Anda di halaman 1dari 12

BAB II

LANDASAN TEORI

2.1. Pengendalian Internal

Menurut Hery (2014:159) Pengendalian internal biasanya akan mutlak


diperlukan seiring dengan tumbuhnya dan berkembangnya transaksi/bisnis
perusahaan. Untuk menjalankan pengendalian internal secara baik tentu saja harus
diikuti dengan kerelaan perusahaan untuk mengeluarkan beberapa tambahan biaya.
Sistem pengendalian internal akan dijumpai dalam perusahaan yang dimana kategori
ukuran bisnisnya adalah menengah keatas.

2.1.1. Pengertian Pengendalian internal

Menurut Mardi (2011:59),sistem yang meliputi struktur organisasi beserta semua

mekanisme dan ukuran-ukuran yang dipatuhi bersama untuk menjaga seluruh

kekayaan organisasi dari berbagai arah.

Menurut Hery (2014:159) menyatakan bahwa “pengendalian internal seperangkat


kebijakan dan prosedur untuk melindungi asset atau kekayaan perusahaan dari segala
bentuk tindakan penyalahgunaan, menjamin tersedianya informasi akuntansi
perusahaan yang akurat, serta memastikan bahwa semua ketentuan (peraturan)
hukum/undang-undang serta kebijakan manajemen telah dipatuhi atau dijalankan
sebagaimana mestinya oleh seluruh karyawan perusahaan.

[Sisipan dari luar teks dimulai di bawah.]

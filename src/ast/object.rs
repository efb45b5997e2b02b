use super::{impl_ast, unquote, AstSpan, ComparisonGroupAST, FromSource, JoinType, StatementAST};
use crate::scope;
use crate::token::{find_token, Token};

/// A table reference: `project.dataset.object alias`.
#[derive(Debug, Clone, Default, PartialEq, Eq)]
pub struct ObjectAST {
    pub project: Option<String>,
    pub dataset: Option<String>,
    pub object: Option<String>,
    pub alias: Option<String>,
    pub tokens: Vec<Token>,
    pub span: Option<AstSpan>,
}

impl ObjectAST {
    /// Resolve the name parts from token scopes. A single backticked object
    /// token holding dots (`` `p.d.t` ``) is split from the right.
    pub fn from_tokens(tokens: &[Token]) -> Self {
        let value = |scope: &str| find_token(tokens, scope).map(|t| unquote(&t.value).to_string());
        let mut object = Self {
            project: value(scope::PROJECT),
            dataset: value(scope::DATASET),
            object: value(scope::OBJECT),
            alias: tokens
                .iter()
                .rev()
                .find(|t| t.has_any_scope(&[scope::ALIAS, scope::TAG]))
                .map(|t| unquote(&t.value).to_string()),
            tokens: tokens.to_vec(),
            span: None,
        };

        if let Some(name) = object.object.take() {
            let mut parts = name.rsplitn(3, '.');
            object.object = parts.next().map(str::to_string);
            let (dataset, project) = (parts.next(), parts.next());
            if object.dataset.is_none() {
                object.dataset = dataset.map(str::to_string);
            }
            if object.project.is_none() {
                object.project = project.map(str::to_string);
            }
        }
        object
    }

    /// Dotted name without the alias.
    pub fn qualified_name(&self) -> String {
        [&self.project, &self.dataset, &self.object]
            .into_iter()
            .flatten()
            .cloned()
            .collect::<Vec<_>>()
            .join(".")
    }
}

#[derive(Debug, Clone, PartialEq)]
pub struct JoinAST {
    pub kind: JoinType,
    pub source: Option<FromSource>,
    pub on: Option<ComparisonGroupAST>,
    pub tokens: Vec<Token>,
    pub span: Option<AstSpan>,
}

/// One `name AS (SELECT ...)` entry of a `WITH` clause.
#[derive(Debug, Clone, PartialEq)]
pub struct CommonTableAST {
    pub name: String,
    pub statement: StatementAST,
    pub tokens: Vec<Token>,
    pub span: Option<AstSpan>,
}

impl_ast!(ObjectAST, JoinAST, CommonTableAST);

Sedangkan menurut COSO yang dikutip dalam Sujarweni (2015:70),

pengendalian internal merupakan rangkaian tindakan yang mencakup keseluruhan

proses dalam organisasi. Pengendalian internal berada dalam proses manajemen

dasar, yaitu perencanaan, pelaksanaan, dan pemantauan.

2.1.2. Tujuan pengendalian internal

Adapun tujuan pengendalian internal menurut Hery (2014:160), maka dapat

disimpulkan bahwa tujuan dari pengendalian internal tidak lain adalah untuk

memberikan jaminan yang memadai bahwa:

6
7

1. Aset yang dimiliki oleh perusahaan telah diamankan sebagaimana mestinya dan

hanya digunakan untuk kepentingan perusahaan semata, bukan untuk kepentingan

individu (perorangan) oknum karyawan tertentu. Dengan demikian, pengendalian

internal diterapkan agar supaya seluruh aset perusahaan dapat terlindungi dengan

baik dari tindakan penyelewengan, pencurian, dan penyalahgunaan yang tidak

sesuai dengan wewenang nya dan kepentingan perusahaan.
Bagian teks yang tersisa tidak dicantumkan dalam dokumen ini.